Multivariate Analysis – When Regression is Not Significant Univariately but Significant with Controls

multivariate analysisp-valueregressionstatistical significanceunivariate

I have a data on job type (i.e. dummy variable 1 if bad job and 0 if good job) and amount of debt individuals hold before finding a job. I ran a regression of job type on debt level, and I did not get significance (i.e. p-value was around 0.5). However, when I added the controls (i.e. major while in school, IQ score, etc), I got very significant result on the amount of debt (i.e. p-value less than 0.05). I expected the opposite (i.e. univariate case should be more significant than when I add more controls). Does it mean that I am doing something wrong in the multivariate regression? Or can I say that the amount of debt becomes significant after controlling additional Xs variables? I would really appreciate if anyone can give me advice on this..! Thank you very much!

Best Answer

To answer the question, no I don't think this means you are doing something wrong.

In fact, I think this is a good demonstration of why it's useful to fit many regression models when exploring data. This is one of Gelman and Hill's "ten tips to improve your regression modeling"

Think of a series of models, starting with the too-simple and continuing through to the hopelessly messy. Generally it’s a good idea to start simple. Or start complex if you’d like, but prepare to quickly drop things out and move to the simpler model to help understand what’s going on. Working with simple models is not a research goal—in the problems we work on, we usually find complicated models more believable—but rather a technique to help understand the fitting process.

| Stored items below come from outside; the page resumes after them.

use std::collections::{BTreeMap, BTreeSet};

use mia_core::{
    CheckboxOption, ChoiceOption, FieldKind, FieldValue, FormField, RawResponse, ResponseSpec,
    ScriptNode, ValidationError,
};

pub const DEFAULT_SUBMIT_LABEL: &str = "Submitted";

/// Typed view of an accepted answer.
#[derive(Debug, Clone, PartialEq, Eq)]
pub enum Answer {
    Choice(String),
    Checkboxes(Vec<String>),
    /// Field name to trimmed values; blank optional fields are absent.
    Form(BTreeMap<String, Vec<String>>),
}

#[derive(Debug, Clone, PartialEq, Eq)]
pub struct ValidatedResponse {
    pub node_id: String,
    /// Payload exactly as submitted; this is what history records.
    pub response: RawResponse,
    pub answer: Answer,
    pub echo: String,
}

pub fn validate(node: &ScriptNode, raw: &RawResponse) -> Result<ValidatedResponse, ValidationError> {
    let spec = match &node.response_spec {
        Some(spec) if !node.terminal => spec,
        _ => {
            return Err(ValidationError::UnexpectedResponse {
                node_id: node.id.clone(),
            })
        }
    };

    let (answer, echo) = match (spec, raw) {
        (ResponseSpec::ChoiceList { choices }, RawResponse::Choice(choice)) => {
            validate_choice(&node.id, choices, choice)?
        }
        (ResponseSpec::CheckboxGroup { options }, RawResponse::Selection(names)) => {
            validate_checkboxes(&node.id, options, names)?
        }
        (
            ResponseSpec::StructuredForm {
                fields,
                submit_label,
            },
            RawResponse::Form(values),
        ) => {
            let answer = validate_form(&node.id, fields, values)?;
            let echo = submit_label
                .clone()
                .unwrap_or_else(|| DEFAULT_SUBMIT_LABEL.to_string());
            (answer, echo)
        }
        (spec, raw) => {
            return Err(ValidationError::ShapeMismatch {
                node_id: node.id.clone(),
                expected: expected_shape(spec),
                actual: raw.shape_name(),
            })
        }
    };

    Ok(ValidatedResponse {
        node_id: node.id.clone(),
        response: raw.clone(),
        answer,
        echo,
    })
}

fn expected_shape(spec: &ResponseSpec) -> &'static str {
    match spec {
        ResponseSpec::ChoiceList { .. } => "choice",
        ResponseSpec::CheckboxGroup { .. } => "selection",
        ResponseSpec::StructuredForm { .. } => "form",
    }
}

fn validate_choice(
    node_id: &str,
    choices: &[ChoiceOption],
    choice: &str,
) -> Result<(Answer, String), ValidationError> {
    let selected = choices
        .iter()
        .find(|option| option.id == choice)
        .ok_or_else(|| ValidationError::InvalidChoice {
            node_id: node_id.to_string(),
            choice: choice.to_string(),
        })?;
    Ok((Answer::Choice(selected.id.clone()), selected.label.clone()))
}

fn validate_checkboxes(
    node_id: &str,
    options: &[CheckboxOption],
    names: &[String],
) -> Result<(Answer, String), ValidationError> {
    if names.is_empty() {
        return Err(ValidationError::EmptySelection {
            node_id: node_id.to_string(),
        });
    }
    if let Some(unknown) = names
        .iter()
        .find(|name| !options.iter().any(|option| &option.name == *name))
    {
        return Err(ValidationError::InvalidOption {
            node_id: node_id.to_string(),
            field: "checkbox_group".to_string(),
            value: unknown.clone(),
        });
    }
    if let Some(repeated) = first_repeat(names.iter().map(String::as_str)) {
        return Err(ValidationError::InvalidOption {
            node_id: node_id.to_string(),
            field: "checkbox_group".to_string(),
            value: repeated.to_string(),
        });
    }

    let checked: Vec<&CheckboxOption> = options
        .iter()
        .filter(|option| names.contains(&option.name))
        .collect();
    let echo = checked
        .iter()
        .map(|option| option.label.as_str())
        .collect::<Vec<_>>()
        .join(", ");
    let answer = Answer::Checkboxes(checked.iter().map(|option| option.name.clone()).collect());
    Ok((answer, echo))
}

fn validate_form(
    node_id: &str,
    fields: &[FormField],
    values: &BTreeMap<String, FieldValue>,
) -> Result<Answer, ValidationError> {
    if let Some(unknown) = values
        .keys()
        .find(|name| !fields.iter().any(|field| &field.name == *name))
    {
        return Err(ValidationError::UnknownField {
            node_id: node_id.to_string(),
            field: unknown.clone(),
        });
    }

    let mut accepted = BTreeMap::new();
    for field in fields {
        let value = match values.get(&field.name) {
            Some(value) if !value.is_blank() => value,
            _ if field.required => {
                return Err(ValidationError::MissingField {
                    node_id: node_id.to_string(),
                    field: field.name.clone(),
                })
            }
            _ => continue,
        };
        accepted.insert(field.name.clone(), validate_field(node_id, field, value)?);
    }
    Ok(Answer::Form(accepted))
}

fn validate_field(
    node_id: &str,
    field: &FormField,
    value: &FieldValue,
) -> Result<Vec<String>, ValidationError> {
    let invalid = |value: &str| ValidationError::InvalidOption {
        node_id: node_id.to_string(),
        field: field.name.clone(),
        value: value.to_string(),
    };

    match field.kind {
        FieldKind::Text | FieldKind::Radio | FieldKind::Select => {
            let single = match value {
                FieldValue::Text(text) => text.trim(),
                FieldValue::Many(items) if items.len() == 1 => items[0].trim(),
                FieldValue::Many(items) => return Err(invalid(&items.join(", "))),
            };
            if field.kind != FieldKind::Text && !field.has_option(single) {
                return Err(invalid(single));
            }
            Ok(vec![single.to_string()])
        }
        FieldKind::CheckboxGroup => {
            let picked: Vec<&str> = value
                .values()
                .into_iter()
                .map(str::trim)
                .filter(|item| !item.is_empty())
                .collect();
            if let Some(unknown) = picked.iter().find(|item| !field.has_option(item)) {
                return Err(invalid(unknown));
            }
            if let Some(repeated) = first_repeat(picked.iter().copied()) {
                return Err(invalid(repeated));
            }
            Ok(field
                .options
                .iter()
                .filter(|option| picked.contains(&option.value.as_str()))
                .map(|option| option.value.clone())
                .collect())
        }
    }
}

/// First value that appears more than once.
fn first_repeat<'a>(items: impl IntoIterator<Item = &'a str>) -> Option<&'a str> {
    let mut seen = BTreeSet::new();
    items.into_iter().find(|item| !seen.insert(*item))
}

In your case, the univariate model is almost definitely too simple. It is highly implausible that the only determinant of whether you get a good job is the amount of previous debt. As a result, the coefficient you get is probably affected by omitted variable bias

So rather than saying that debt "becomes significant after adding controls", I might say, "debt is significant in a more plausible model that accounts for other factors that affect the response variable"